#### Required work
Which lines of the entries contain the word "matrix"? Please list them.

Segment Open

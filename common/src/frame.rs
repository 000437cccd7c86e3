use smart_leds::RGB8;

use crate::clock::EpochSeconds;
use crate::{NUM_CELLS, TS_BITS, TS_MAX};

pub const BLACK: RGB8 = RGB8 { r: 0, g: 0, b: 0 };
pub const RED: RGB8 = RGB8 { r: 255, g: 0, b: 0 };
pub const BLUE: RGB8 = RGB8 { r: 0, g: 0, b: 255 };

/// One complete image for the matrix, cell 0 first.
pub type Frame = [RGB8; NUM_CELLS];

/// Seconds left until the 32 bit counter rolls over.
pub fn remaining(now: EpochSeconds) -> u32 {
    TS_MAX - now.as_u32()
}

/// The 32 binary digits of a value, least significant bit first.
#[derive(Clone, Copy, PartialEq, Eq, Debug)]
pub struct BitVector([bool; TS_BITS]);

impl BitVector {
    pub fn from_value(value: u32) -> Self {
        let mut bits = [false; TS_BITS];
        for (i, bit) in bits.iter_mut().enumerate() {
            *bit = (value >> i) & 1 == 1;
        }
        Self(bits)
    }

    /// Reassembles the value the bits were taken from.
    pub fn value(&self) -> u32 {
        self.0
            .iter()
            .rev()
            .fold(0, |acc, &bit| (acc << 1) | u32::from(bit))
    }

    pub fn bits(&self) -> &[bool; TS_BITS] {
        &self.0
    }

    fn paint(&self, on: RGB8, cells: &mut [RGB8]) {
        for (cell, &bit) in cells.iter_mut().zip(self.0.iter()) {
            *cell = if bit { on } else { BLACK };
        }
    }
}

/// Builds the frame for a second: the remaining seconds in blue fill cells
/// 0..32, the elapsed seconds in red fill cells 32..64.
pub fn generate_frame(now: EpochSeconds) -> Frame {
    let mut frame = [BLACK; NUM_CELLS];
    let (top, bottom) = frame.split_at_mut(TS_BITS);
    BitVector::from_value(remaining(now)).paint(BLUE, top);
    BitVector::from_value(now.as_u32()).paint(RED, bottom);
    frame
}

Segment Closed
Segment Open

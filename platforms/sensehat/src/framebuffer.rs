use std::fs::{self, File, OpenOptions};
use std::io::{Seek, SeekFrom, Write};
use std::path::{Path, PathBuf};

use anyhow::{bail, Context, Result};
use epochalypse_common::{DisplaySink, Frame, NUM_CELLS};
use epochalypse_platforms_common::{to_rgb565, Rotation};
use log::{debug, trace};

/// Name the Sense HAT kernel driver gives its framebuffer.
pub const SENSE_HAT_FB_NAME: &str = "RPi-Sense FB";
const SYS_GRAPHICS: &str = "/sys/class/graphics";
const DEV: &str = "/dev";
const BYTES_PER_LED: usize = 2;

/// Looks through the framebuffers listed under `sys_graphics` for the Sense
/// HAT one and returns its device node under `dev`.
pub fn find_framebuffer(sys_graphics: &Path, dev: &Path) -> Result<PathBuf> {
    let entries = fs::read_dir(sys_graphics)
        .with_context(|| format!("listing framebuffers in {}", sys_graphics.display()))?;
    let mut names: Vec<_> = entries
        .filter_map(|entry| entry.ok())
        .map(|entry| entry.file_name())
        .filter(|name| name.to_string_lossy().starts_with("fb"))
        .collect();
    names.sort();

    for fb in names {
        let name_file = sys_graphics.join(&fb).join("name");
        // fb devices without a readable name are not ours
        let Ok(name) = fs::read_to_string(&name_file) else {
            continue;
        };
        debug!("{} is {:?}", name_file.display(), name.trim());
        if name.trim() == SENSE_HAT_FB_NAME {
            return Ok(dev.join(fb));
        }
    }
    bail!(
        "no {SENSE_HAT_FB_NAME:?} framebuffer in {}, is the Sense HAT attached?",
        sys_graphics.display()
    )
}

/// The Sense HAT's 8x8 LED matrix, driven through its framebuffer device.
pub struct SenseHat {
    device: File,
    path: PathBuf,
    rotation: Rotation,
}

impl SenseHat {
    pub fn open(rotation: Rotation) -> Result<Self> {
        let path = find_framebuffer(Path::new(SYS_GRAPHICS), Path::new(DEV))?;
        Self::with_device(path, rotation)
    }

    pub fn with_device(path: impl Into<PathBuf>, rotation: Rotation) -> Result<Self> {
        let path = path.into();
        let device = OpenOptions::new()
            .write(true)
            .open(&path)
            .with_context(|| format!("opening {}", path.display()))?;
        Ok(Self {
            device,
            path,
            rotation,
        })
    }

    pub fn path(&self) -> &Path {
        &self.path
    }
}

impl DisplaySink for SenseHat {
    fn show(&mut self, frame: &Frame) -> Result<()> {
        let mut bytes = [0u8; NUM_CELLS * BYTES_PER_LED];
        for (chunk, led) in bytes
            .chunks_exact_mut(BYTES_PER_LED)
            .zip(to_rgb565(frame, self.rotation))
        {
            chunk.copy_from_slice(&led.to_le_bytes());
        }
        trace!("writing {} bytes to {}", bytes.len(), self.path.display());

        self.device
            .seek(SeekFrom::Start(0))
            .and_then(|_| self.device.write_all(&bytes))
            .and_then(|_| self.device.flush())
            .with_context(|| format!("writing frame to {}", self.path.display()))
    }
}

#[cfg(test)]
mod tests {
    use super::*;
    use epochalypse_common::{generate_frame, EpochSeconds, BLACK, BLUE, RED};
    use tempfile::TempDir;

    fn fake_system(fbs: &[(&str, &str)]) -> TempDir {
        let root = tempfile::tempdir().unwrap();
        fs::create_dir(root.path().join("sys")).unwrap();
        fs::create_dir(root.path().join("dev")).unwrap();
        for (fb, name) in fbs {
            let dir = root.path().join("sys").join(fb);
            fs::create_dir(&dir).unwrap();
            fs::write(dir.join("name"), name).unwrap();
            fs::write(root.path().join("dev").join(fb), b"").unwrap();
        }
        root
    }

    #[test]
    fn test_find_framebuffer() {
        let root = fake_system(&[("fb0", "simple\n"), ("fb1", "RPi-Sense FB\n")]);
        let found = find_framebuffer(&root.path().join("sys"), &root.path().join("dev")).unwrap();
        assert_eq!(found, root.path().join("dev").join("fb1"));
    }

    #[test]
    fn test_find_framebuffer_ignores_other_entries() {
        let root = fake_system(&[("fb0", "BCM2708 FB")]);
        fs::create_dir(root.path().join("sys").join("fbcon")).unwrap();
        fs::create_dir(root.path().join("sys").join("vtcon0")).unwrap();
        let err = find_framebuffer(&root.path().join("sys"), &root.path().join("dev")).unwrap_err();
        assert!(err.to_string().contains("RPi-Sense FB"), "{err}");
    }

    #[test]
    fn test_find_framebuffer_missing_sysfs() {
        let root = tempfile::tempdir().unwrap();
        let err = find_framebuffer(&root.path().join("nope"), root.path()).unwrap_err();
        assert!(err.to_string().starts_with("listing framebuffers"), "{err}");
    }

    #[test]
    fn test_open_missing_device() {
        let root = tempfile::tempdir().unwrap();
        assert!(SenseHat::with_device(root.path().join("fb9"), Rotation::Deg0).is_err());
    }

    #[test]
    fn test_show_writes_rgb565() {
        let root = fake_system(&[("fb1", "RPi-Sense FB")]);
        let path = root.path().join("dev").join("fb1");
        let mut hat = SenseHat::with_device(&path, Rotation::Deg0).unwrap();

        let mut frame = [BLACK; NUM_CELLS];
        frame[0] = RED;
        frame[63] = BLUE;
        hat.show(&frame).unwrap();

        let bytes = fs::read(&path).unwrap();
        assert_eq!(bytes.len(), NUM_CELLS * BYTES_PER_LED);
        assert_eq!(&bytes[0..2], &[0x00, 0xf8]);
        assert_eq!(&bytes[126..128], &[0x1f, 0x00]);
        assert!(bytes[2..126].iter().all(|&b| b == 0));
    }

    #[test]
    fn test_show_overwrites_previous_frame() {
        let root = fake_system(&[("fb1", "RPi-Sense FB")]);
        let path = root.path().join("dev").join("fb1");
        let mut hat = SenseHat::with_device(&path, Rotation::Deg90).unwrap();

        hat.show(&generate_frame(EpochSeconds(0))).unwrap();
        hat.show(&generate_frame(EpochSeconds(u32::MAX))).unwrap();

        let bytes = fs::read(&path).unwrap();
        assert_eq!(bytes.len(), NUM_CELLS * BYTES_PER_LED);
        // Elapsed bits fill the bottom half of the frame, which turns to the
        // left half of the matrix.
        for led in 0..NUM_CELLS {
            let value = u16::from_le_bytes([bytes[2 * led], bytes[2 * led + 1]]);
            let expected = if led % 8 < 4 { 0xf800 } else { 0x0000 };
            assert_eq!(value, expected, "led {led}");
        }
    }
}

Segment Closed
Segment Open

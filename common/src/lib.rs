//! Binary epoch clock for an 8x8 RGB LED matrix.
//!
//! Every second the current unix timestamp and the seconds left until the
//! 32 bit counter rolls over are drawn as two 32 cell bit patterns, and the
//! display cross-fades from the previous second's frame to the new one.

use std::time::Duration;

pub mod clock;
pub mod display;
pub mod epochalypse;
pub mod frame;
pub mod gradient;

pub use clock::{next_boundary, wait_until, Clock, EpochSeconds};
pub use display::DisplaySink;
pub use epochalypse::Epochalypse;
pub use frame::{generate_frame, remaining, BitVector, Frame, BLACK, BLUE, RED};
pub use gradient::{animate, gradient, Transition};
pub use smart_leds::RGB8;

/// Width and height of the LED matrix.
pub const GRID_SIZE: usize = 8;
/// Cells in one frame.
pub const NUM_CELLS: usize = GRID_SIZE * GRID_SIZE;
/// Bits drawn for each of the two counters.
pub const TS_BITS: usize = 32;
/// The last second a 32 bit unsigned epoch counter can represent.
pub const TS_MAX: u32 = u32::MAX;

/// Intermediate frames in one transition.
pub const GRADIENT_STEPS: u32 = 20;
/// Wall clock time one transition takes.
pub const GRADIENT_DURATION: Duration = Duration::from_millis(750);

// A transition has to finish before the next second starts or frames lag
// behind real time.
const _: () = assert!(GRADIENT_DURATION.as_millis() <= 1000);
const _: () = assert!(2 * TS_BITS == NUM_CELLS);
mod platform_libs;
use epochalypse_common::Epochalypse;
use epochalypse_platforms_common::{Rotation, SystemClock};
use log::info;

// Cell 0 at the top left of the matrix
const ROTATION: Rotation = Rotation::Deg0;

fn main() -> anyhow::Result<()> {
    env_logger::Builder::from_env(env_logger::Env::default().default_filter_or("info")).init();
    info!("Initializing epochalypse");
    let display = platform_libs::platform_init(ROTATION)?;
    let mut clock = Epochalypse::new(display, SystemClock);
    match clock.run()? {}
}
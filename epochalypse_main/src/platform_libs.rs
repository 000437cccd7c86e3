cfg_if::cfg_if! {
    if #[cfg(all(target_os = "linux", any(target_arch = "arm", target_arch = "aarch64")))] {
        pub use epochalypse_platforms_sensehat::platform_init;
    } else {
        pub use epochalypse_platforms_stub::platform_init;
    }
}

Segment Closed

#### Solution to the exercise
/// One complete image for the matrix, cell 0 first.
/// The Sense HAT's 8x8 LED matrix, driven through its framebuffer device.
        // left half of the matrix.
//! Binary epoch clock for an 8x8 RGB LED matrix.
/// Width and height of the LED matrix.
// Cell 0 at the top left of the matrix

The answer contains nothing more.